What lines below hold the string "LogFormat"? Copy them all.

(Beginning of Dataset entries)

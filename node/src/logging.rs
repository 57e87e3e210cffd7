//! # Structured Logging
//!
//! Initializes the `tracing` subscriber with configurable format (JSON or
//! pretty-printed) and environment-based filtering via `RUST_LOG`.
//!
//! All log output is written to stderr so stdout stays free for the JSON
//! outcomes `simulate` prints.

use clap::ValueEnum;
use tracing_subscriber::{fmt, layer::SubscriberExt, util::SubscriberInitExt, EnvFilter};

/// Default directives when `RUST_LOG` is not set.
pub const DEFAULT_DIRECTIVES: &str = "concord_node=info,concord_protocol=info,tower_http=debug";

#[derive(Debug, Clone, Copy, PartialEq, Eq, ValueEnum)]
pub enum LogFormat {
    /// Human-readable, colored output. Suitable for local development.
    Pretty,
    /// Machine-parseable JSON lines. Suitable for log aggregation.
    Json,
}

/// Initialize the global tracing subscriber.
///
/// Call this exactly once, early in `main()`.
///
/// `RUST_LOG` overrides `default_level` when set, e.g.:
///
/// ```text
/// RUST_LOG=concord_node=debug,concord_protocol=trace
/// ```
pub fn init_logging(default_level: &str, format: LogFormat) {
    let env_filter =
        EnvFilter::try_from_default_env().unwrap_or_else(|_| EnvFilter::new(default_level));

    match format {
        LogFormat::Pretty => {
            tracing_subscriber::registry()
                .with(env_filter)
                .with(
                    fmt::layer()
                        .with_writer(std::io::stderr)
                        .with_target(true)
                        .with_file(true)
                        .with_line_number(true),
                )
                .init();
        }
        LogFormat::Json => {
            tracing_subscriber::registry()
                .with(env_filter)
                .with(fmt::layer().json().with_writer(std::io::stderr).with_target(true))
                .init();
        }
    }

    tracing::debug!(?format, "logging initialized");
}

(End of Dataset entries)

__Result of this exercise__:
pub enum LogFormat {
pub fn init_logging(default_level: &str, format: LogFormat) {
        LogFormat::Pretty => {
        LogFormat::Json => {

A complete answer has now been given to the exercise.